### [What to work on]
Using the records below, repeat exactly the lines from the one holding "impl std::fmt::Debug for" through the one holding "timestamp in milliseconds", both ends included, and no others.

[Dataset items]
--------------------
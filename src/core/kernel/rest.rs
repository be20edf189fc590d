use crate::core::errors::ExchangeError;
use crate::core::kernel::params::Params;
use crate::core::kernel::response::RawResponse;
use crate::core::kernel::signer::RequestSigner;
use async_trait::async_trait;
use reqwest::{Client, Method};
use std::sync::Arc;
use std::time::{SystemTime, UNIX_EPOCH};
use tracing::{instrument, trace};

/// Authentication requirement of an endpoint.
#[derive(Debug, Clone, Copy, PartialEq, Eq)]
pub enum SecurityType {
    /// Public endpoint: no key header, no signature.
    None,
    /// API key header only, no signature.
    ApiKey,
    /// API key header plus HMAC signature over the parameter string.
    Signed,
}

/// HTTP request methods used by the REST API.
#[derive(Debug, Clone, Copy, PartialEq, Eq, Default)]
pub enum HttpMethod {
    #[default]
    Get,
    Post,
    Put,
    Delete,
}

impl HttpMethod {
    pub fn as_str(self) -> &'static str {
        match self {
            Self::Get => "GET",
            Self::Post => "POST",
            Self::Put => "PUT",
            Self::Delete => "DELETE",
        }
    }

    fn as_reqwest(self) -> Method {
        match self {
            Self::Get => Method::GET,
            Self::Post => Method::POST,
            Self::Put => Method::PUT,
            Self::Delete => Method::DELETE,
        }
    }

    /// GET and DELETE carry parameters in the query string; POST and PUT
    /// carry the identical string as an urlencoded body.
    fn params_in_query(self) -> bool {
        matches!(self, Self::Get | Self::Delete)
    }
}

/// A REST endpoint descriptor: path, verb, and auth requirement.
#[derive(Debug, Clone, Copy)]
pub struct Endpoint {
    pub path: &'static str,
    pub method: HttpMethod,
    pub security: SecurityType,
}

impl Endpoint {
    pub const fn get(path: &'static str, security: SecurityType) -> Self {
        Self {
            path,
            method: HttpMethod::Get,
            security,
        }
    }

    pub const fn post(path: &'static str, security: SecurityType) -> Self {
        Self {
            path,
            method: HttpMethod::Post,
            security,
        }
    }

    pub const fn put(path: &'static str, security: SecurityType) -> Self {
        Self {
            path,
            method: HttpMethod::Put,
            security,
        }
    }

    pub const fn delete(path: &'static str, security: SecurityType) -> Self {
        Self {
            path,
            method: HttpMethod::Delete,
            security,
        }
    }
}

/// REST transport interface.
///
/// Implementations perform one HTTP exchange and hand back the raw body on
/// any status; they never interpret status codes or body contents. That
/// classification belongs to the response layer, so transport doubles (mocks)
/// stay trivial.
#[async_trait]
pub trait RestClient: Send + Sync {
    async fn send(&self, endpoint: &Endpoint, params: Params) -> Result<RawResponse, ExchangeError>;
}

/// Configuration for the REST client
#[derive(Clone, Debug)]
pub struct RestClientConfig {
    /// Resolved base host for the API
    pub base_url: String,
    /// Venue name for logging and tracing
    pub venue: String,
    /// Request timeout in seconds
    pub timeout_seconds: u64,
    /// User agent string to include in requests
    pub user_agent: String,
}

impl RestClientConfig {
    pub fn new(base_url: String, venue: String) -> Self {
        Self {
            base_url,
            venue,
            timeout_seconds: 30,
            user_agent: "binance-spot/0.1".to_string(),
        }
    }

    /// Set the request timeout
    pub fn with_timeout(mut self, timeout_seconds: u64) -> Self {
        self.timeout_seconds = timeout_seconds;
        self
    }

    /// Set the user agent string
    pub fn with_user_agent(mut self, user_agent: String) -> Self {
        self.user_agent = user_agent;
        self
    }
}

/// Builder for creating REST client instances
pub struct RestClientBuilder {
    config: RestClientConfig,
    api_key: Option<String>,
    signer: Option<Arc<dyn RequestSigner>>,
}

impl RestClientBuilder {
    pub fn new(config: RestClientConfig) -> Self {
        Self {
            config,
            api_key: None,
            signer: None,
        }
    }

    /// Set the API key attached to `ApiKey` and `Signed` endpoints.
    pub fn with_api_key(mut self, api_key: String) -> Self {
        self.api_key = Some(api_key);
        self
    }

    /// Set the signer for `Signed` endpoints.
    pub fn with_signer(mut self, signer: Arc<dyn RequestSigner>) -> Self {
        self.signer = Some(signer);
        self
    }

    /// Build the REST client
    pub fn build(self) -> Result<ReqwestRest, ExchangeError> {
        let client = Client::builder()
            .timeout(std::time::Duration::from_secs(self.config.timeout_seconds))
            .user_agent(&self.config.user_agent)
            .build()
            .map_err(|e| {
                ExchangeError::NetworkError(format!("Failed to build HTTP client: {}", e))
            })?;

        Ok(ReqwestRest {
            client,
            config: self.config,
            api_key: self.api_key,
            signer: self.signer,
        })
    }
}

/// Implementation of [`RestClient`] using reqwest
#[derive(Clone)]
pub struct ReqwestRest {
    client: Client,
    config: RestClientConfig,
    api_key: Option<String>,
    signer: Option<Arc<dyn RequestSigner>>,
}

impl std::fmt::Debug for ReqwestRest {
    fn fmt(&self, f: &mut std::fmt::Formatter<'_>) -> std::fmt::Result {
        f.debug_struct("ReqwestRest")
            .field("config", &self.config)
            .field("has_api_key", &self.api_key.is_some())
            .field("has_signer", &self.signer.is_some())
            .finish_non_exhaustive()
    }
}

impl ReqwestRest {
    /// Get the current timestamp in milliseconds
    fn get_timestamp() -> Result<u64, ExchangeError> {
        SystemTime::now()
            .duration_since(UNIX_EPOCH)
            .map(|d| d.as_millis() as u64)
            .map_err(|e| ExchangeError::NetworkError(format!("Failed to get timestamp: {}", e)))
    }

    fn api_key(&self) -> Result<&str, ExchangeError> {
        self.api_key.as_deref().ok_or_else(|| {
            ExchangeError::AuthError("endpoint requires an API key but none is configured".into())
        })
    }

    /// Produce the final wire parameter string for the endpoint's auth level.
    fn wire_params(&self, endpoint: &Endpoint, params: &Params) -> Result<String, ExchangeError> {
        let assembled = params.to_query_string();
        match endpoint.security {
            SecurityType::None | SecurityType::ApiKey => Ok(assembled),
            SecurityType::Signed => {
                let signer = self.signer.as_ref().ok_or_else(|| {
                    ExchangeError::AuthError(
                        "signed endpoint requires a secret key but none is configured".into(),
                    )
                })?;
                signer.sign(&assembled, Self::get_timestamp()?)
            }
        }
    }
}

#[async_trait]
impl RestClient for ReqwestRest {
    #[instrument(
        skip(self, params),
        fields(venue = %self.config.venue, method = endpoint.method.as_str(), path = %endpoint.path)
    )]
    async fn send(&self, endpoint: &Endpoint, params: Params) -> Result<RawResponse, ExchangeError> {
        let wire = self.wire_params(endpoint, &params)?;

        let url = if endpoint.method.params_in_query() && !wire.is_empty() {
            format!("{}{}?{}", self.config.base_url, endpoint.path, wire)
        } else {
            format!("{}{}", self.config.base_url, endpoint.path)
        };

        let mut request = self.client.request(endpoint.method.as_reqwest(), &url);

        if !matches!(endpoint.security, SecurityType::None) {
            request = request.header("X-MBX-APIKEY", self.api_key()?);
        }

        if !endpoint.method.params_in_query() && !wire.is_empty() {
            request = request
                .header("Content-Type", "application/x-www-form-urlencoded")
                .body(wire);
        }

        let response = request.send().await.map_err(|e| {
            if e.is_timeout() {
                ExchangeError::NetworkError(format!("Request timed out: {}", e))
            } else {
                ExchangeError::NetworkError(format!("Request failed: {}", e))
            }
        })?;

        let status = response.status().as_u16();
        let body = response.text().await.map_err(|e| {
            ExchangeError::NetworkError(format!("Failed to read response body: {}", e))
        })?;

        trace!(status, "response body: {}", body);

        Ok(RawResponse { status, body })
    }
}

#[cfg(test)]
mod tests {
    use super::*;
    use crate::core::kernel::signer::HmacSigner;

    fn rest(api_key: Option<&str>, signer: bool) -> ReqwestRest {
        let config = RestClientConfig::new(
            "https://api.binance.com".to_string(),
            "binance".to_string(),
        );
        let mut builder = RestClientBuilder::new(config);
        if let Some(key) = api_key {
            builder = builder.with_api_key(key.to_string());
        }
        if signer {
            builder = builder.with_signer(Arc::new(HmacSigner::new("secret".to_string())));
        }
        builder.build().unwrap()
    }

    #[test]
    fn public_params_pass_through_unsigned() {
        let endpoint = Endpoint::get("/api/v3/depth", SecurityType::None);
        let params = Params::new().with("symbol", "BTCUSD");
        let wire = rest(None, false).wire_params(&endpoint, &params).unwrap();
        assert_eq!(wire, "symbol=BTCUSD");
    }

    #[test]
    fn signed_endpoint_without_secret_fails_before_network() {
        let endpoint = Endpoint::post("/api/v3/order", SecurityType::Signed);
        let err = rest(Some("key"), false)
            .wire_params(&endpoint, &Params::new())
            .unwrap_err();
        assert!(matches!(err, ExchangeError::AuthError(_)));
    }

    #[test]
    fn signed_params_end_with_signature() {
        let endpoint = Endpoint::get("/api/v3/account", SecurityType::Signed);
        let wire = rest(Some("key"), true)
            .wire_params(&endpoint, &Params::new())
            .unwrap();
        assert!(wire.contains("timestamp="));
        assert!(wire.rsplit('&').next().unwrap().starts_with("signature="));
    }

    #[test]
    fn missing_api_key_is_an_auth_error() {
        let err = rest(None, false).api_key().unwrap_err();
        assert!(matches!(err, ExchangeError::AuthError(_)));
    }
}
--------------------
### [Written answer]
impl std::fmt::Debug for ReqwestRest {
    fn fmt(&self, f: &mut std::fmt::Formatter<'_>) -> std::fmt::Result {
        f.debug_struct("ReqwestRest")
            .field("config", &self.config)
            .field("has_api_key", &self.api_key.is_some())
            .field("has_signer", &self.signer.is_some())
            .finish_non_exhaustive()
    }
}

impl ReqwestRest {
    /// Get the current timestamp in milliseconds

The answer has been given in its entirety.